Implications of Change

Many more alternatives and issues exist than presented here. The implications of each alternative or transaction may seem daunting or perhaps mundane, but here are a few points you may use as you proceed:

  • Consider the interests of lenders involved with a synthetic lessee or lessor. These interests could include possible covenant breaches by the lessee caused by consolidation, increased financing costs arising from a request for waivers, or whether consolidation will cause any default to occur. Lenders could use a significant balance sheet change to try to exit from an existing lending facility.

  • Watch out for intercreditor issues if more than one investor or lender is involved in a VIE, especially when restructuring transactions and their respective interests conflict the others.

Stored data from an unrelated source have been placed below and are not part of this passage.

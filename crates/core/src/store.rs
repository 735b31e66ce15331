//! Opened-store handle: the single doorway to the history graph on disk.
//!
//! All reads and writes of HEAD, branches, and commit metadata flow through
//! [`Store`]. Mutations are single-file atomic writes (temp + rename); no
//! multi-file atomicity is attempted, so a crash between publishing a commit
//! and advancing a branch leaves an unreachable commit that `prune` reclaims.

use std::collections::HashMap;
use std::env;
use std::fs;
use std::path::{Path, PathBuf};

use crate::config::StoreConfig;
use crate::error::{Error, Result};
use crate::id::CommitId;
use crate::layout::{atomic_write, StoreLayout};
use crate::lock::StoreLock;
use crate::record::{Commit, Head};
use crate::{DEFAULT_BRANCH, ROOT_ENV};

/// An opened tracked root. Holds the advisory lock for its lifetime.
#[derive(Debug)]
pub struct Store {
    layout: StoreLayout,
    config: StoreConfig,
    _lock: StoreLock,
}

/// Start directory for store discovery: `STRATA_ROOT` if set, else cwd.
pub fn start_dir() -> Result<PathBuf> {
    match env::var_os(ROOT_ENV) {
        Some(root) => Ok(PathBuf::from(root)),
        None => Ok(env::current_dir()?),
    }
}

impl Store {
    /// Create an empty store under `root` and open it.
    ///
    /// HEAD starts attached to `main` with no commit; the branch file is
    /// created by the first commit.
    pub fn init(root: &Path) -> Result<Self> {
        let layout = StoreLayout::create(root)?;
        tracing::debug!(root = %layout.root().display(), "initialized control directory");

        let lock = StoreLock::acquire(&layout.lock_file())?;
        let config = StoreConfig::default();
        atomic_write(
            &layout.tmp_dir(),
            &layout.config_file(),
            config.to_toml().as_bytes(),
        )?;
        let store = Self {
            layout,
            config,
            _lock: lock,
        };
        store.set_head(&Head::Branch(DEFAULT_BRANCH.to_string()))?;
        Ok(store)
    }

    /// Open the store at or above `start`.
    pub fn open(start: &Path) -> Result<Self> {
        let layout = StoreLayout::locate(start)?;
        if !layout.head_file().is_file() {
            return Err(Error::NotTrackedRoot {
                path: start.to_path_buf(),
            });
        }
        let lock = StoreLock::acquire(&layout.lock_file())?;
        let config = StoreConfig::load(&layout.config_file())?;
        tracing::debug!(root = %layout.root().display(), "opened store");
        Ok(Self {
            layout,
            config,
            _lock: lock,
        })
    }

    /// Open the store for the ambient start directory (env var or cwd).
    pub fn discover() -> Result<Self> {
        Self::open(&start_dir()?)
    }

    pub fn layout(&self) -> &StoreLayout {
        &self.layout
    }

    pub fn config(&self) -> &StoreConfig {
        &self.config
    }

    /// Root of the tracked directory.
    pub fn root(&self) -> &Path {
        self.layout.root()
    }

    /* HEAD */

    pub fn head(&self) -> Result<Head> {
        let raw = fs::read_to_string(self.layout.head_file())?;
        Head::decode(&raw)
    }

    pub fn set_head(&self, head: &Head) -> Result<()> {
        atomic_write(
            &self.layout.tmp_dir(),
            &self.layout.head_file(),
            head.encode().as_bytes(),
        )?;
        Ok(())
    }

    /// Commit id HEAD currently resolves to. `None` when attached to a
    /// branch that has no commit yet.
    pub fn head_commit_id(&self) -> Result<Option<CommitId>> {
        match self.head()? {
            Head::Commit(id) => Ok(Some(id)),
            Head::Branch(name) => self.branch_target(&name),
        }
    }

    /* Branches */

    /// All branch names, sorted.
    pub fn branch_names(&self) -> Result<Vec<String>> {
        let mut names = Vec::new();
        for entry in fs::read_dir(self.layout.branches_dir())? {
            let entry = entry?;
            if let Some(name) = entry.file_name().to_str() {
                names.push(name.to_string());
            }
        }
        names.sort();
        Ok(names)
    }

    /// Target commit of a branch, or `None` if the branch does not exist.
    pub fn branch_target(&self, name: &str) -> Result<Option<CommitId>> {
        let raw = match fs::read_to_string(self.layout.branch_file(name)) {
            Ok(raw) => raw,
            Err(err) if err.kind() == std::io::ErrorKind::NotFound => return Ok(None),
            Err(err) => return Err(err.into()),
        };
        let id = CommitId::from_hex(raw.trim()).ok_or_else(|| {
            Error::Io(std::io::Error::new(
                std::io::ErrorKind::InvalidData,
                format!("malformed branch file: {name}"),
            ))
        })?;
        Ok(Some(id))
    }

    /// Create or move a branch pointer.
    pub fn write_branch(&self, name: &str, target: &CommitId) -> Result<()> {
        atomic_write(
            &self.layout.tmp_dir(),
            &self.layout.branch_file(name),
            format!("{}\n", target.to_hex()).as_bytes(),
        )?;
        Ok(())
    }

    /// Delete a branch pointer. Unknown names fail with
    /// [`Error::UnknownBranch`].
    pub fn remove_branch(&self, name: &str) -> Result<()> {
        match fs::remove_file(self.layout.branch_file(name)) {
            Ok(()) => Ok(()),
            Err(err) if err.kind() == std::io::ErrorKind::NotFound => Err(Error::UnknownBranch {
                name: name.to_string(),
            }),
            Err(err) => Err(err.into()),
        }
    }

    /// Map from commit id to the sorted branch names pointing at it.
    pub fn branches_by_commit(&self) -> Result<HashMap<CommitId, Vec<String>>> {
        let mut map: HashMap<CommitId, Vec<String>> = HashMap::new();
        for name in self.branch_names()? {
            if let Some(target) = self.branch_target(&name)? {
                map.entry(target).or_default().push(name);
            }
        }
        Ok(map)
    }

    /* Commits */

    /// Read a commit record, `None` if no record exists for the id.
    pub fn commit(&self, id: &CommitId) -> Result<Option<Commit>> {
        let bytes = match fs::read(self.layout.meta_file(id)) {
            Ok(bytes) => bytes,
            Err(err) if err.kind() == std::io::ErrorKind::NotFound => return Ok(None),
            Err(err) => return Err(err.into()),
        };
        Ok(Some(Commit::decode(*id, &bytes)?))
    }

    /// All commit ids with a metadata record.
    pub fn commit_ids(&self) -> Result<Vec<CommitId>> {
        let mut ids = Vec::new();
        for entry in fs::read_dir(self.layout.meta_dir())? {
            let entry = entry?;
            if let Some(id) = entry.file_name().to_str().and_then(CommitId::from_hex) {
                ids.push(id);
            }
        }
        ids.sort();
        Ok(ids)
    }

    /// Persist a commit record.
    pub fn write_commit(&self, commit: &Commit) -> Result<()> {
        atomic_write(
            &self.layout.tmp_dir(),
            &self.layout.meta_file(&commit.id),
            &commit.encode()?,
        )?;
        Ok(())
    }

    /// Remove a commit record and both of its blobs. Only `prune` calls
    /// this; missing blobs are tolerated.
    pub fn remove_commit(&self, id: &CommitId) -> Result<()> {
        for path in [
            self.layout.meta_file(id),
            self.layout.archive_file(id),
            self.layout.snapstate_file(id),
        ] {
            match fs::remove_file(&path) {
                Ok(()) => {}
                Err(err) if err.kind() == std::io::ErrorKind::NotFound => {}
                Err(err) => return Err(err.into()),
            }
        }
        Ok(())
    }

    /// Ancestor chain of `id`, ordered root first, `id` last.
    ///
    /// A dangling reference anywhere along the chain fails with
    /// [`Error::CorruptHistory`].
    pub fn ancestors(&self, id: &CommitId) -> Result<Vec<Commit>> {
        let mut chain = Vec::new();
        let mut cursor = Some(*id);
        while let Some(current) = cursor {
            let commit = self
                .commit(&current)?
                .ok_or(Error::CorruptHistory { commit: current })?;
            cursor = commit.parent;
            chain.push(commit);
        }
        chain.reverse();
        Ok(chain)
    }
}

  • Review insurance, tax (income, property and sales) and residual interests changes.

  • Analyze the effect of required title transfers of the leased property. For example, plan for transfers or re-issuance of permits and approvals to operate a power plant or for re-registration or recordation of interests in assets with agencies such as the Federal Aviation Administration (FAA). Such transfers may take time and cooperation of several parties.

*Tip: The process of keeping a transaction off-balance sheet may well be worth your effort. Legions of professionals have been warming up to play in this game. Look at all the corporate finance or optics of any proposed balance sheet change. Weigh the cost of restructuring against any possible negative impact of consolidation. In some cases, a consolidatee (such as a synthetic lessee) may have bigger credit problems that diminish the concern about consolidation.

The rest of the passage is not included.